Moustafa is not the first, nor will he be the last. Despite being a signatory to the 1951 United Nations Convention Relating to the Status of Refugees, which expressly prohibits the expulsion of refugees ‘save on grounds of national security or public order’, the Algerian authorities have repeatedly displayed a chilling lack of compassion to the plight of Syrian refugees. In December 2013, Algeria decided to re-deport 197 Syrian refugees to Lebanon as they did not meet the set requirements to allow them to enter its territory. These “requirements” necessitate that Syrian refugees wishing to enter must have 4,000 euros, a certificate of residence, or an invitational document from an Algerian citizen.
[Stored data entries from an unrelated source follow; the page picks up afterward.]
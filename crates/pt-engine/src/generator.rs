//! Song playback: sequencing rows and mixing channels into frames.

use alloc::vec;
use alloc::vec::Vec;

use pt_ir::{Effect, Module, ModuleError, Panning};

use crate::channel::ChannelAudioGenerator;
use crate::config::PlaybackConfig;
use crate::frame::Frame;
use crate::sequencer::{Advance, Arrangement, SongCursor, SongPosition};
use crate::tempo::Tempo;

/// Plays a [`Module`] into interleaved 16-bit stereo.
///
/// Each output sample runs the same steps: at the first sample of a row
/// the new row data is handed to the channels, at the first sample of
/// every later tick the per-tick effects run, then all audible channels
/// are mixed and the song position moves forward.
///
/// ```ignore
/// let mut generator = AudioGenerator::new(&module, PlaybackConfig::default())?;
/// while generator.song_still_active() {
///     let block = generator.generate_next_samples(0);
///     sink.write(&block);
/// }
/// ```
pub struct AudioGenerator<'m> {
    module: &'m Module,
    arrangement: Arrangement<'m>,
    channels: Vec<ChannelAudioGenerator<'m>>,
    /// Per-channel solo mask
    audible: Vec<bool>,
    cursor: SongCursor,
    tempo: Tempo,
    sample_rate: u32,
    samples_per_tick: u32,
    legacy_extra_frame: bool,
}

impl<'m> AudioGenerator<'m> {
    /// Validate `module` and prepare playback from its first row.
    pub fn new(module: &'m Module, config: PlaybackConfig) -> Result<Self, ModuleError> {
        module.validate_with_order(config.order_list.as_deref())?;

        let num_channels = module.num_channels();
        if let Some(&channel) = config.solo_channels.iter().find(|&&ch| ch >= num_channels) {
            return Err(ModuleError::SoloChannelOutOfRange {
                channel,
                channels: num_channels,
            });
        }

        let arrangement = Arrangement::new(module, config.order_list.as_deref());
        let first = arrangement.pattern(arrangement.pattern_at(0));
        let tempo = Tempo::default();

        let channels = (0..num_channels)
            .map(|ch| {
                let panning = first.channels.get(ch).map_or(Panning::amiga(ch), |c| c.panning);
                ChannelAudioGenerator::new(panning, config.sample_rate, tempo)
            })
            .collect();
        let audible = (0..num_channels).map(|ch| config.is_audible(ch)).collect();
        let cursor = SongCursor::new(&arrangement);

        log::debug!(
            "playing '{}': {} channels, {} positions, {} Hz",
            module.title,
            num_channels,
            arrangement.positions(),
            config.sample_rate
        );

        Ok(Self {
            module,
            arrangement,
            channels,
            audible,
            cursor,
            tempo,
            sample_rate: config.sample_rate,
            samples_per_tick: tempo.samples_per_tick(config.sample_rate),
            legacy_extra_frame: config.legacy_extra_frame,
        })
    }

    /// Returns true until the last row of the song has finished.
    pub fn song_still_active(&self) -> bool {
        self.cursor.is_active()
    }

    pub fn position(&self) -> Option<SongPosition> {
        self.cursor.position()
    }

    pub fn tempo(&self) -> Tempo {
        self.tempo
    }

    pub fn samples_per_tick(&self) -> u32 {
        self.samples_per_tick
    }

    pub fn sample_rate(&self) -> u32 {
        self.sample_rate
    }

    pub fn num_channels(&self) -> usize {
        self.channels.len()
    }

    pub fn channel(&self, index: usize) -> Option<&ChannelAudioGenerator<'m>> {
        self.channels.get(index)
    }

    /// Render a block of interleaved stereo samples.
    ///
    /// `count` is in frames. Zero means "up to the end of the current
    /// tick". Once the song has ended the block is a single silent frame;
    /// a block that crosses the end is padded with silence.
    pub fn generate_next_samples(&mut self, count: usize) -> Vec<i16> {
        if !self.song_still_active() {
            return vec![0, 0];
        }

        let mut frames = if count == 0 {
            self.samples_per_tick.saturating_sub(self.cursor.sample()) as usize
        } else {
            count
        };
        if self.legacy_extra_frame {
            frames += 1;
        }

        let mut out = Vec::with_capacity(frames * 2);
        for _ in 0..frames {
            let frame = self.next_frame();
            out.push(frame.left);
            out.push(frame.right);
        }
        out
    }

    /// Fill an interleaved stereo buffer in place.
    ///
    /// Returns the number of frames rendered before the song ended; the
    /// rest of the buffer is zeroed, including a trailing odd sample.
    pub fn fill(&mut self, out: &mut [i16]) -> usize {
        let mut rendered = 0;
        let mut pairs = out.chunks_exact_mut(2);
        for pair in &mut pairs {
            if self.song_still_active() {
                let frame = self.next_frame();
                pair[0] = frame.left;
                pair[1] = frame.right;
                rendered += 1;
            } else {
                pair[0] = 0;
                pair[1] = 0;
            }
        }
        pairs.into_remainder().fill(0);
        rendered
    }

    /// Render up to `max_frames` frames, stopping early at the song end.
    pub fn render_frames(&mut self, max_frames: usize) -> Vec<Frame> {
        let mut frames = Vec::new();
        while frames.len() < max_frames && self.song_still_active() {
            frames.push(self.next_frame());
        }
        frames
    }

    /// Render one frame and advance the song by one sample.
    pub fn next_frame(&mut self) -> Frame {
        if !self.song_still_active() {
            return Frame::silence();
        }

        if self.cursor.at_tick_start() {
            match self.cursor.tick() {
                0 => self.apply_new_row_data(),
                tick => self.apply_per_tick_effects(tick),
            }
        }

        let frame = self.mix();
        if self.cursor.advance(&self.arrangement, self.samples_per_tick, self.tempo.ticks_per_row)
            == Advance::Ended
        {
            log::info!("'{}' finished", self.module.title);
        }
        frame
    }

    fn apply_new_row_data(&mut self) {
        let Some(at) = self.cursor.current() else {
            return;
        };
        let pattern = self.arrangement.pattern(at.pattern);

        // Speed changes are global and take effect from this row.
        let mut tempo = self.tempo;
        for row in pattern.rows_at(at.row) {
            match row.decoded_effect() {
                Effect::SetTicksPerRow(0) => {
                    log::warn!(
                        "ignoring zero ticks per row at pattern {} row {}",
                        at.pattern,
                        at.row
                    );
                }
                Effect::SetTicksPerRow(ticks) => tempo.ticks_per_row = ticks,
                Effect::SetBpm(bpm) => tempo.bpm = bpm,
                _ => {}
            }
        }
        if tempo != self.tempo {
            self.set_tempo(tempo);
        }

        let module = self.module;
        let instruments = &module.instruments;
        for ((channel, column), &audible) in self
            .channels
            .iter_mut()
            .zip(&pattern.channels)
            .zip(&self.audible)
        {
            if !audible {
                continue;
            }
            channel.set_panning(column.panning);
            channel.set_row_data(&column.rows[at.row], instruments);
            channel.apply_start_of_row_effects();
        }
    }

    fn set_tempo(&mut self, tempo: Tempo) {
        log::debug!("tempo {} bpm, {} ticks per row", tempo.bpm, tempo.ticks_per_row);
        self.tempo = tempo;
        self.samples_per_tick = tempo.samples_per_tick(self.sample_rate);
        for channel in &mut self.channels {
            channel.set_tempo(tempo);
        }
    }

    fn apply_per_tick_effects(&mut self, tick: u8) {
        for (channel, &audible) in self.channels.iter_mut().zip(&self.audible) {
            if audible {
                channel.apply_per_tick_effects(tick);
            }
        }
    }

    fn mix(&mut self) -> Frame {
        let mut left = 0.0;
        let mut right = 0.0;
        for (channel, &audible) in self.channels.iter_mut().zip(&self.audible) {
            if audible {
                let (l, r) = channel.next_sample();
                left += l;
                right += r;
            }
        }
        Frame::from_mix(left, right)
    }
}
Earlier this year, in January, Morocco welcomed 27 Syrian refugees deported by Algeria. Sadly however, this is the only known figure. Estimates have been placed at hundreds heading west from Algerian territory into Morocco, with Morocco’s interior ministry affirming this unfortunate series of events, stating a “rise in expulsion of Syrian refugees onto Moroccan territory by Algeria”. Given the fluctuating tensions over the North African neighbours’ differences towards the highly contested off-shore oil rich desert territory Western Sahara, countless Syrian lives are being caught in the political crossfire.
One could assume that Algeria should empathise more with the plight of the Syrian people, given their own battle for self-determination and freedom. Recently, the country had commemorated the 52nd anniversary of independence in 1954 from French colonial rule, a brutal struggle which produced a significant number of refugees.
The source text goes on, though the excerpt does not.